**TRY IT:** How many lines in the records below contain the word "against"? Reply with the number alone.

**RECORD EXCERPTS:**
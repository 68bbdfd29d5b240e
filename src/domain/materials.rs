use chrono::{DateTime, Utc};
use serde::{Deserialize, Serialize};
use uuid::Uuid;

fn default_true() -> bool {
    true
}

#[derive(Debug, Clone, Deserialize)]
pub struct CreateMaterialRequest {
    pub product_code: String,
    pub description: String,
    pub category: String,
    pub unit_price: f64,
    pub unit: String,
    #[serde(default)]
    pub manufacturer: Option<String>,
    #[serde(default)]
    pub specifications: Option<String>,
    #[serde(default)]
    pub notes: Option<String>,
    #[serde(default)]
    pub lead_time_days: Option<i32>,
    #[serde(default)]
    pub minimum_order: Option<f64>,
    #[serde(default = "default_true")]
    pub is_active: bool,
}

impl CreateMaterialRequest {
    pub fn validate(&self) -> Result<(), String> {
        for (field, value) in [
            ("product_code", &self.product_code),
            ("description", &self.description),
            ("category", &self.category),
            ("unit", &self.unit),
        ] {
            if value.trim().is_empty() {
                return Err(format!("{} is required", field));
            }
        }
        validate_price(self.unit_price)?;
        validate_lead_time(self.lead_time_days)
    }
}

#[derive(Debug, Clone, Deserialize, Default)]
pub struct UpdateMaterialRequest {
    #[serde(default)]
    pub product_code: Option<String>,
    #[serde(default)]
    pub description: Option<String>,
    #[serde(default)]
    pub category: Option<String>,
    #[serde(default)]
    pub unit_price: Option<f64>,
    #[serde(default)]
    pub unit: Option<String>,
    #[serde(default)]
    pub manufacturer: Option<String>,
    #[serde(default)]
    pub specifications: Option<String>,
    #[serde(default)]
    pub notes: Option<String>,
    #[serde(default)]
    pub lead_time_days: Option<i32>,
    #[serde(default)]
    pub minimum_order: Option<f64>,
    #[serde(default)]
    pub is_active: Option<bool>,
}

impl UpdateMaterialRequest {
    pub fn validate(&self) -> Result<(), String> {
        if let Some(price) = self.unit_price {
            validate_price(price)?;
        }
        for (field, value) in [
            ("product_code", &self.product_code),
            ("description", &self.description),
            ("category", &self.category),
            ("unit", &self.unit),
        ] {
            if matches!(value, Some(v) if v.trim().is_empty()) {
                return Err(format!("{} cannot be empty", field));
            }
        }
        validate_lead_time(self.lead_time_days)
    }
}

fn validate_price(price: f64) -> Result<(), String> {
    if !price.is_finite() || price < 0.0 {
        return Err("Unit price must be zero or positive".to_string());
    }
    Ok(())
}

fn validate_lead_time(days: Option<i32>) -> Result<(), String> {
    match days {
        Some(d) if d < 0 => Err("Lead time cannot be negative".to_string()),
        _ => Ok(()),
    }
}

#[derive(Debug, Clone, Deserialize, Default)]
pub struct MaterialQuery {
    pub category: Option<String>,
    /// Matches product code or description
    pub search: Option<String>,
    pub is_active: Option<bool>,
}

#[derive(Debug, Clone, Serialize)]
pub struct MaterialResponse {
    pub id: Uuid,
    pub company_id: Uuid,
    pub product_code: String,
    pub description: String,
    pub category: String,
    pub unit_price: f64,
    pub unit: String,
    pub manufacturer: Option<String>,
    pub specifications: Option<String>,
    pub notes: Option<String>,
    pub lead_time_days: Option<i32>,
    pub minimum_order: Option<f64>,
    pub is_active: bool,
    pub created_at: DateTime<Utc>,
    pub updated_at: DateTime<Utc>,
}

#[cfg(test)]
mod tests {
    use super::*;

    #[test]
    fn material_validation() {
        let json = r#"{"product_code": "LBR-2X4-8", "description": "2x4x8 SPF Stud",
                       "category": "Walls", "unit_price": 4.25, "unit": "EA"}"#;
        let req: CreateMaterialRequest = serde_json::from_str(json).unwrap();
        assert!(req.is_active);
        assert!(req.validate().is_ok());

        let mut free = req.clone();
        free.unit_price = 0.0;
        assert!(free.validate().is_ok());

        let mut negative = req.clone();
        negative.unit_price = -1.0;
        assert!(negative.validate().is_err());

        let mut blank = req;
        blank.category = " ".into();
        assert_eq!(blank.validate().unwrap_err(), "category is required");
    }
}
pub mod claims;
pub mod context;
pub mod jwks;
pub mod middleware;
pub mod tenant;

pub use claims::Claims;
pub use context::AuthContext;
pub use jwks::JwksCache;
pub use middleware::RequireAuth;
pub use tenant::RequireTenant;
//! Reconciles a project's bid schedule against its plan takeoff.
//!
//! Lines are paired by word-order-insensitive similarity. A bid line with no
//! takeoff partner is a missing item, a takeoff line with no bid partner is an
//! extra item, and each pair whose quantities differ by more than the
//! tolerance is a quantity mismatch.

use uuid::Uuid;

use super::similarity::token_sort_ratio;
use crate::domain::discrepancies::{DiscrepancyType, Severity};

/// Minimum token-sort score (0-100) for two lines to describe the same work
pub const MATCH_THRESHOLD: u32 = 70;

/// Quantity differences up to this percentage are accepted
pub const QUANTITY_TOLERANCE_PERCENT: f64 = 5.0;

#[derive(Debug, Clone)]
pub struct BidLine<'a> {
    pub id: Uuid,
    pub description: &'a str,
    pub quantity: Option<f64>,
}

#[derive(Debug, Clone)]
pub struct PlanLine<'a> {
    pub id: Uuid,
    pub label: &'a str,
    pub quantity: f64,
}

#[derive(Debug, Clone, PartialEq)]
pub struct Finding {
    pub bid_item_id: Option<Uuid>,
    pub takeoff_item_id: Option<Uuid>,
    pub kind: DiscrepancyType,
    pub severity: Severity,
    pub bid_quantity: Option<f64>,
    pub plan_quantity: Option<f64>,
    pub difference_percentage: Option<f64>,
    pub description: String,
    pub recommendation: &'static str,
}

fn same_work(a: &str, b: &str) -> Option<u32> {
    let score = token_sort_ratio(a, b);
    (score >= MATCH_THRESHOLD).then_some(score)
}

/// Percentage difference of the plan quantity relative to the bid, to 2dp.
pub fn difference_percentage(bid: f64, plan: f64) -> f64 {
    let diff = if bid > 0.0 {
        ((plan - bid) / bid * 100.0).abs()
    } else if plan > 0.0 {
        100.0
    } else {
        0.0
    };
    (diff * 100.0).round() / 100.0
}

pub fn mismatch_severity(difference: f64) -> Severity {
    if difference >= 20.0 {
        Severity::Critical
    } else if difference >= 10.0 {
        Severity::High
    } else {
        Severity::Medium
    }
}

fn quantity_mismatch(bid: &BidLine<'_>, plan: &PlanLine<'_>) -> Option<Finding> {
    let bid_qty = bid.quantity.filter(|q| *q != 0.0)?;
    if plan.quantity == 0.0 {
        return None;
    }

    let difference = difference_percentage(bid_qty, plan.quantity);
    if difference <= QUANTITY_TOLERANCE_PERCENT {
        return None;
    }

    Some(Finding {
        bid_item_id: Some(bid.id),
        takeoff_item_id: Some(plan.id),
        kind: DiscrepancyType::QuantityMismatch,
        severity: mismatch_severity(difference),
        bid_quantity: Some(bid_qty),
        plan_quantity: Some(plan.quantity),
        difference_percentage: Some(difference),
        description: format!(
            "Quantity mismatch for '{}': bid {}, plan {}",
            bid.description, bid_qty, plan.quantity
        ),
        recommendation: "Verify quantities against the plans and adjust the bid if necessary",
    })
}

/// All findings for one project: bid lines in order, then unmatched takeoff lines.
pub fn detect(bids: &[BidLine<'_>], plan: &[PlanLine<'_>]) -> Vec<Finding> {
    let mut findings = Vec::new();

    for bid in bids {
        let mut partners: Vec<(&PlanLine<'_>, u32)> = plan
            .iter()
            .filter_map(|line| same_work(bid.description, line.label).map(|s| (line, s)))
            .collect();

        if partners.is_empty() {
            findings.push(Finding {
                bid_item_id: Some(bid.id),
                takeoff_item_id: None,
                kind: DiscrepancyType::MissingItem,
                severity: Severity::High,
                bid_quantity: bid.quantity,
                plan_quantity: None,
                difference_percentage: None,
                description: format!("Bid item '{}' not found in the takeoff", bid.description),
                recommendation: "Verify that this item is required and shown on the plans",
            });
            continue;
        }

        partners.sort_by(|a, b| b.1.cmp(&a.1));
        findings.extend(
            partners
                .into_iter()
                .filter_map(|(line, _)| quantity_mismatch(bid, line)),
        );
    }

    for line in plan {
        let covered = bids
            .iter()
            .any(|bid| same_work(bid.description, line.label).is_some());
        if !covered {
            findings.push(Finding {
                bid_item_id: None,
                takeoff_item_id: Some(line.id),
                kind: DiscrepancyType::ExtraItem,
                severity: Severity::Medium,
                bid_quantity: None,
                plan_quantity: Some(line.quantity),
                difference_percentage: None,
                description: format!("Takeoff item '{}' not found in the bid schedule", line.label),
                recommendation: "Consider whether this item needs to be added to the bid",
            });
        }
    }

    findings
}

#[cfg(test)]
mod tests {
    use super::*;

    fn bid(n: u128, description: &'static str, quantity: Option<f64>) -> BidLine<'static> {
        BidLine {
            id: Uuid::from_u128(n),
            description,
            quantity,
        }
    }

    fn plan(n: u128, label: &'static str, quantity: f64) -> PlanLine<'static> {
        PlanLine {
            id: Uuid::from_u128(n),
            label,
            quantity,
        }
    }

    #[test]
    fn severity_bands() {
        assert_eq!(mismatch_severity(6.0), Severity::Medium);
        assert_eq!(mismatch_severity(10.0), Severity::High);
        assert_eq!(mismatch_severity(19.99), Severity::High);
        assert_eq!(mismatch_severity(20.0), Severity::Critical);
    }

    #[test]
    fn difference_is_relative_to_the_bid() {
        assert_eq!(difference_percentage(100.0, 120.0), 20.0);
        assert_eq!(difference_percentage(300.0, 290.0), 3.33);
        assert_eq!(difference_percentage(0.0, 5.0), 100.0);
        assert_eq!(difference_percentage(0.0, 0.0), 0.0);
    }

    #[test]
    fn matching_lines_within_tolerance_are_clean() {
        let bids = [bid(1, "Concrete Slab 4 inch", Some(100.0))];
        let takeoff = [plan(10, "4 inch concrete slab", 104.0)];
        assert!(detect(&bids, &takeoff).is_empty());
    }

    #[test]
    fn quantity_mismatch_is_graded() {
        let bids = [bid(1, "Asphalt Paving", Some(1000.0))];
        let takeoff = [plan(10, "asphalt paving", 1150.0)];

        let findings = detect(&bids, &takeoff);
        assert_eq!(findings.len(), 1);
        let finding = &findings[0];
        assert_eq!(finding.kind, DiscrepancyType::QuantityMismatch);
        assert_eq!(finding.severity, Severity::High);
        assert_eq!(finding.difference_percentage, Some(15.0));
        assert_eq!(finding.bid_item_id, Some(Uuid::from_u128(1)));
        assert_eq!(finding.takeoff_item_id, Some(Uuid::from_u128(10)));
    }

    #[test]
    fn missing_and_extra_items() {
        let bids = [
            bid(1, "Storm Drain Inlet", Some(4.0)),
            bid(2, "Silt Fence", None),
        ];
        let takeoff = [
            plan(10, "storm drain inlet", 4.0),
            plan(11, "Chain link fence gate", 2.0),
        ];

        let findings = detect(&bids, &takeoff);
        let kinds: Vec<_> = findings.iter().map(|f| (f.kind, f.severity)).collect();
        assert_eq!(
            kinds,
            vec![
                (DiscrepancyType::MissingItem, Severity::High),
                (DiscrepancyType::ExtraItem, Severity::Medium),
            ]
        );
        assert_eq!(findings[0].bid_item_id, Some(Uuid::from_u128(2)));
        assert_eq!(findings[1].takeoff_item_id, Some(Uuid::from_u128(11)));
        assert_eq!(findings[1].plan_quantity, Some(2.0));
    }

    #[test]
    fn unquantified_lines_are_not_compared() {
        let bids = [bid(1, "Traffic Control", None)];
        let takeoff = [plan(10, "traffic control", 1.0)];
        assert!(detect(&bids, &takeoff).is_empty());

        let bids = [bid(1, "Traffic Control", Some(1.0))];
        let takeoff = [plan(10, "traffic control", 0.0)];
        assert!(detect(&bids, &takeoff).is_empty());
    }

    #[test]
    fn empty_schedule_flags_every_takeoff_line() {
        let takeoff = [plan(10, "Rebar #5", 2.5), plan(11, "Form release", 1.0)];
        let findings = detect(&[], &takeoff);
        assert_eq!(findings.len(), 2);
        assert!(findings.iter().all(|f| f.kind == DiscrepancyType::ExtraItem));
    }
}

**SOLUTION TO THIS PROBLEM:** 2